Sex chromosome pairing and multivalent associations during meiosis in diploid and polyploid Silene latifolia

Sex chromosomes undergo various modifications that affect their synapsis during meiosis. While most of the genome achieves full synapsis by the end of pachytene, the non-recombining regions of XY (or ZW) chromosomes often remain asynaptic, and fail to form physical associations at metaphase I. Despite significant progress in animal models, the meiotic behaviour dynamics of plant sex chromosomes remain largely unexplored. In this study, we employed super-resolution microscopy to analyse 3D chromosome organization and the localization of key meiotic proteins.
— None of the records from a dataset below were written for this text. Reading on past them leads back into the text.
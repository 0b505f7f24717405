//! In-process event bus between the coordination tasks and whoever is
//! watching them (the operator shell, a management UI, tests).
//!
//! One [`tokio::sync::broadcast`] channel per [`Topic`]: every subscriber
//! sees every event, and a slow subscriber loses the oldest events instead
//! of holding up the mission.
//!
//! | Topic | Traffic |
//! |---|---|
//! | [`Topic::Telemetry`] | Link health changes |
//! | [`Topic::MissionEvents`] | State transitions, treated and skipped targets |
//! | [`Topic::SystemAlerts`] | Obstacle reactions, faults, emergency stops, link loss |

use std::fmt;

use agribot_types::{AgriError, Event};
use tokio::sync::broadcast;
use tracing::{trace, warn};

/// Events buffered per topic before a lagging subscriber starts losing them.
const DEFAULT_CAPACITY: usize = 256;

#[derive(Debug, Clone, Copy, PartialEq, Eq, Hash)]
pub enum Topic {
    Telemetry,
    MissionEvents,
    SystemAlerts,
}

impl Topic {
    pub const ALL: [Topic; 3] = [Topic::Telemetry, Topic::MissionEvents, Topic::SystemAlerts];

    fn index(self) -> usize {
        match self {
            Topic::Telemetry => 0,
            Topic::MissionEvents => 1,
            Topic::SystemAlerts => 2,
        }
    }
}

impl fmt::Display for Topic {
    fn fmt(&self, f: &mut fmt::Formatter<'_>) -> fmt::Result {
        f.write_str(match self {
            Topic::Telemetry => "telemetry",
            Topic::MissionEvents => "mission_events",
            Topic::SystemAlerts => "system_alerts",
        })
    }
}

/// Cheap to clone; clones publish into the same channels.
#[derive(Clone, Debug)]
pub struct EventBus {
    channels: [broadcast::Sender<Event>; 3],
}

impl EventBus {
    /// `capacity` applies to each topic separately.
    pub fn new(capacity: usize) -> Self {
        Self {
            channels: Topic::ALL.map(|_| broadcast::channel(capacity).0),
        }
    }

    /// Hand `event` to every current subscriber of `topic` and return how
    /// many there were.
    ///
    /// # Errors
    ///
    /// [`AgriError::Channel`] when the topic has no subscribers.
    pub fn publish_to(&self, topic: Topic, event: Event) -> Result<usize, AgriError> {
        self.channels[topic.index()]
            .send(event)
            .map_err(|_| AgriError::Channel(format!("no subscribers on {topic}")))
    }

    /// [`publish_to`][Self::publish_to] for producers that carry on whether
    /// or not anyone is listening.
    pub fn emit(&self, topic: Topic, event: Event) {
        if self.publish_to(topic, event).is_err() {
            trace!(%topic, "event dropped, no subscribers");
        }
    }

    pub fn subscribe_to(&self, topic: Topic) -> TopicReceiver {
        TopicReceiver {
            topic,
            receiver: self.channels[topic.index()].subscribe(),
        }
    }

    pub fn subscriber_count(&self, topic: Topic) -> usize {
        self.channels[topic.index()].receiver_count()
    }
}

impl Default for EventBus {
    fn default() -> Self {
        Self::new(DEFAULT_CAPACITY)
    }
}

// ---------------------------------------------------------------------------
// Receiver
// ---------------------------------------------------------------------------

/// Subscription to one [`Topic`], from [`EventBus::subscribe_to`].
pub struct TopicReceiver {
    topic: Topic,
    receiver: broadcast::Receiver<Event>,
}

impl TopicReceiver {
    /// Next event, surfacing lag as `RecvError::Lagged(n)`.
    pub async fn recv(&mut self) -> Result<Event, broadcast::error::RecvError> {
        self.receiver.recv().await
    }

    /// Next event, logging and skipping over lag.  `None` once every bus
    /// handle has been dropped.
    pub async fn next(&mut self) -> Option<Event> {
        loop {
            match self.receiver.recv().await {
                Ok(event) => return Some(event),
                Err(broadcast::error::RecvError::Lagged(n)) => {
                    warn!(topic = %self.topic, lagged_by = n, "subscriber lagged");
                }
                Err(broadcast::error::RecvError::Closed) => return None,
            }
        }
    }

    pub fn topic(&self) -> Topic {
        self.topic
    }
}

#[cfg(test)]
mod tests {
    use super::*;
    use agribot_types::{EventPayload, MissionState, ProximityReadings};

    fn transition(to: MissionState) -> Event {
        Event::new(
            "agribot-runtime::mission",
            EventPayload::MissionTransition {
                from: MissionState::Idle,
                to,
            },
        )
    }

    fn link_lost() -> Event {
        Event::new(
            "agribot-runtime::supervisor",
            EventPayload::LinkHealth { alive: false },
        )
    }

    #[test]
    fn publishing_into_an_empty_topic_is_an_error() {
        let bus = EventBus::default();
        let result = bus.publish_to(Topic::Telemetry, link_lost());
        match result {
            Err(AgriError::Channel(msg)) => assert!(msg.contains("telemetry"), "{msg}"),
            other => panic!("expected a channel error, got {other:?}"),
        }
        bus.emit(Topic::SystemAlerts, link_lost());
    }

    #[tokio::test]
    async fn every_subscriber_sees_every_event_in_order() -> Result<(), Box<dyn std::error::Error>> {
        let bus = EventBus::default();
        let mut shell = bus.subscribe_to(Topic::MissionEvents);
        let mut recorder = bus.subscribe_to(Topic::MissionEvents);
        assert_eq!(bus.subscriber_count(Topic::MissionEvents), 2);

        let first = transition(MissionState::Searching);
        let second = transition(MissionState::Aligning);
        assert_eq!(bus.publish_to(Topic::MissionEvents, first.clone())?, 2);
        bus.emit(Topic::MissionEvents, second.clone());

        for sub in [&mut shell, &mut recorder] {
            assert_eq!(sub.recv().await?.id, first.id);
            assert_eq!(sub.recv().await?.id, second.id);
        }
        Ok(())
    }

    #[tokio::test(start_paused = true)]
    async fn topics_are_isolated() -> Result<(), Box<dyn std::error::Error>> {
        let bus = EventBus::default();
        let mut alerts = bus.subscribe_to(Topic::SystemAlerts);
        let _telemetry = bus.subscribe_to(Topic::Telemetry);

        bus.publish_to(Topic::Telemetry, link_lost())?;
        let leaked =
            tokio::time::timeout(std::time::Duration::from_millis(50), alerts.recv()).await;
        assert!(leaked.is_err(), "telemetry event reached the alerts topic");

        let blocked = Event::new(
            "agribot-runtime::supervisor",
            EventPayload::FullyBlocked {
                readings: ProximityReadings::new(10.0, 10.0, 10.0),
            },
        );
        bus.publish_to(Topic::SystemAlerts, blocked)?;
        let event = alerts.next().await.ok_or("bus closed")?;
        assert!(matches!(event.payload, EventPayload::FullyBlocked { .. }));
        assert_eq!(alerts.topic(), Topic::SystemAlerts);
        Ok(())
    }

    #[tokio::test]
    async fn slow_subscriber_loses_the_oldest_events() {
        let bus = EventBus::new(16);
        let mut slow = bus.subscribe_to(Topic::MissionEvents);

        for _ in 0..100 {
            bus.emit(Topic::MissionEvents, transition(MissionState::Searching));
        }
        let last = transition(MissionState::Idle);
        bus.emit(Topic::MissionEvents, last.clone());

        assert!(matches!(
            slow.recv().await,
            Err(broadcast::error::RecvError::Lagged(_))
        ));
        let mut seen = 0;
        let mut tail = None;
        while let Ok(event) = slow.receiver.try_recv() {
            seen += 1;
            tail = Some(event.id);
        }
        assert_eq!(seen, 16);
        assert_eq!(tail, Some(last.id));
    }

    #[tokio::test]
    async fn next_ends_when_the_bus_is_dropped() {
        let bus = EventBus::default();
        let mut sub = bus.subscribe_to(Topic::Telemetry);
        drop(bus);
        assert!(sub.next().await.is_none());
    }
}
Namely, we studied the dynamics of ASY1, ZYP1, and HEI10, across the leptotene to pachytene stages, and compared sex chromosome behaviour in dioecious Silene latifolia with related gynodioecious S. vulgaris . Our findings show that both exhibits a class I crossover (CO) frequency comparable to mammals, indicating moderate COs per bivalent and their similar genetic determinants. We document variation in sex chromosome configurations, from rod bivalents in diploids to open-ring tetravalents in autopolyploids, and characterize Y chromosome behaviour across XXY, XXXY, and XXYY karyotypes. These results reveal pronounced variation in pairing and synaptic patterns, even within a shared genetic background. We discuss how these patterns reflect the evolutionary trajectory of the non-recombining region and provide the most detailed cytogenetic analysis of sex chromosome pairing in a plant with evolutionary young sex chromosomes.